The task. Produce the records below again, word for word, but stop after the line that contains "use crate::errors::MetadataError;".

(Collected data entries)
#####

//! Installation metadata persistence
//!
//! Each installation directory holds a `metadata.json` file that is the single
//! source of truth for update, delete, and list. Secrets are recorded by
//! name only.
//!
//! Writes go to a temporary sibling file which is then renamed over the
//! target, so a failed write never leaves a truncated `metadata.json` behind.
//! Readers distinguish an absent file ([`MetadataError::NotFound`]) from an
//! unparsable one ([`MetadataError::Corrupt`]).

use crate::errors::MetadataError;
use crate::plan::{ExecutionPlan, TransportType};
use crate::run_command::RunSettings;
use chrono::{DateTime, Utc};
use indexmap::IndexMap;
use serde::{Deserialize, Deserializer, Serialize};
use std::path::{Path, PathBuf};
use tracing::{debug, instrument};

/// Metadata file name inside an installation directory
pub const METADATA_FILE_NAME: &str = "metadata.json";

/// Lifecycle state of an installation
#[derive(Debug, Clone, Copy, PartialEq, Eq, Hash, Serialize, Deserialize)]
#[serde(rename_all = "snake_case")]
pub enum InstallationStatus {
    Cloned,
    Analyzed,
    Planned,
    ImageBuilt,
    ReadyToRun,
    BuildFailed,
}

impl InstallationStatus {
    pub fn as_str(&self) -> &'static str {
        match self {
            Self::Cloned => "cloned",
            Self::Analyzed => "analyzed",
            Self::Planned => "planned",
            Self::ImageBuilt => "image_built",
            Self::ReadyToRun => "ready_to_run",
            Self::BuildFailed => "build_failed",
        }
    }
}

impl std::fmt::Display for InstallationStatus {
    fn fmt(&self, f: &mut std::fmt::Formatter<'_>) -> std::fmt::Result {
        f.write_str(self.as_str())
    }
}

/// Durable record of one installation
#[derive(Debug, Clone, PartialEq, Serialize, Deserialize)]
pub struct InstallationMetadata {
    #[serde(default, alias = "server_name")]
    pub installation_name: String,
    /// Reference string the installation was created from
    #[serde(default)]
    pub source_url: Option<String>,
    /// Build context directory (the subpath inside the checkout, if any)
    pub repository_path: PathBuf,
    pub image_name: String,
    pub container_name: String,
    #[serde(default, deserialize_with = "null_as_default")]
    pub ports: IndexMap<String, String>,
    #[serde(default, deserialize_with = "null_as_default")]
    pub environment_variables: IndexMap<String, String>,
    #[serde(default, deserialize_with = "null_as_default")]
    pub required_secrets: Vec<String>,
    #[serde(default, deserialize_with = "null_as_default")]
    pub volumes: IndexMap<String, String>,
    #[serde(default)]
    pub startup_command: Option<String>,
    #[serde(default, skip_serializing_if = "Option::is_none")]
    pub health_check: Option<serde_json::Value>,
    #[serde(default)]
    pub transport_type: TransportType,
    pub status: InstallationStatus,
    pub created_at: DateTime<Utc>,
    #[serde(default, skip_serializing_if = "Option::is_none")]
    pub updated_at: Option<DateTime<Utc>>,
    #[serde(default, skip_serializing_if = "Option::is_none")]
    pub run_command: Option<String>,
    #[serde(default, skip_serializing_if = "Option::is_none")]
    pub run_instructions: Option<String>,
}

impl InstallationMetadata {
    /// Initial record for a freshly validated plan
    pub fn from_plan(
        plan: &ExecutionPlan,
        installation_name: &str,
        source_url: Option<&str>,
        repository_path: &Path,
        created_at: DateTime<Utc>,
    ) -> Self {
        Self {
            installation_name: installation_name.to_string(),
            source_url: source_url.map(str::to_string),
            repository_path: repository_path.to_path_buf(),
            image_name: plan.image_name.clone(),
            container_name: plan.container_name.clone(),
            ports: plan.ports.clone(),
            environment_variables: plan.environment_variables.clone(),
            required_secrets: plan.required_secrets.clone(),
            volumes: plan.volumes.clone(),
            startup_command: plan.startup_command.clone(),
            health_check: plan.health_check.clone(),
            transport_type: plan.transport_type,
            status: InstallationStatus::ImageBuilt,
            created_at,
            updated_at: None,
            run_command: None,
            run_instructions: None,
        }
    }
}

impl<'a> From<&'a InstallationMetadata> for RunSettings<'a> {
    fn from(metadata: &'a InstallationMetadata) -> Self {
        Self {
            container_name: &metadata.container_name,
            image_name: &metadata.image_name,
            ports: &metadata.ports,
            environment_variables: &metadata.environment_variables,
            required_secrets: &metadata.required_secrets,
            volumes: &metadata.volumes,
            startup_command: metadata.startup_command.as_deref(),
            transport_type: metadata.transport_type,
        }
    }
}

fn null_as_default<'de, D, T>(deserializer: D) -> Result<T, D::Error>
where
    D: Deserializer<'de>,
    T: Default + Deserialize<'de>,
{
    Ok(Option::<T>::deserialize(deserializer)?.unwrap_or_default())
}

/// Path of the metadata file inside `installation_dir`
pub fn metadata_path(installation_dir: &Path) -> PathBuf {
    installation_dir.join(METADATA_FILE_NAME)
}

/// Whether `installation_dir` has a metadata file
pub fn exists(installation_dir: &Path) -> bool {
    metadata_path(installation_dir).is_file()
}

/// Load the metadata record of `installation_dir`
#[instrument(skip_all, fields(dir = %installation_dir.display()))]
pub fn load(installation_dir: &Path) -> Result<InstallationMetadata, MetadataError> {
    let path = metadata_path(installation_dir);
    if !path.exists() {
        return Err(MetadataError::NotFound { path });
    }

    let content = std::fs::read_to_string(&path).map_err(|source| MetadataError::Io {
        path: path.clone(),
        source,
    })?;
    serde_json::from_str(&content).map_err(|e| MetadataError::Corrupt {
        path,
        message: e.to_string(),
    })
}

/// Persist `metadata` into `installation_dir`, replacing any previous record
#[instrument(skip_all, fields(dir = %installation_dir.display(), status = %metadata.status))]
pub fn save(installation_dir: &Path, metadata: &InstallationMetadata) -> Result<(), MetadataError> {
    let path = metadata_path(installation_dir);
    let content = serde_json::to_string_pretty(metadata)?;

    let temp_path = installation_dir.join(format!(
        ".{}.tmp-{}",
        METADATA_FILE_NAME,
        std::process::id()
    ));
    if let Err(source) = std::fs::write(&temp_path, content) {
        let _ = std::fs::remove_file(&temp_path);
        return Err(MetadataError::Io {
            path: temp_path,
            source,
        });
    }
    std::fs::rename(&temp_path, &path).map_err(|source| {
        let _ = std::fs::remove_file(&temp_path);
        MetadataError::Io {
            path: path.clone(),
            source,
        }
    })?;

    debug!("Wrote metadata to {}", path.display());
    Ok(())
}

#####

Solution to this problem.
//! Installation metadata persistence
//!
//! Each installation directory holds a `metadata.json` file that is the single
//! source of truth for update, delete, and list. Secrets are recorded by
//! name only.
//!
//! Writes go to a temporary sibling file which is then renamed over the
//! target, so a failed write never leaves a truncated `metadata.json` behind.
//! Readers distinguish an absent file ([`MetadataError::NotFound`]) from an
//! unparsable one ([`MetadataError::Corrupt`]).

use crate::errors::MetadataError;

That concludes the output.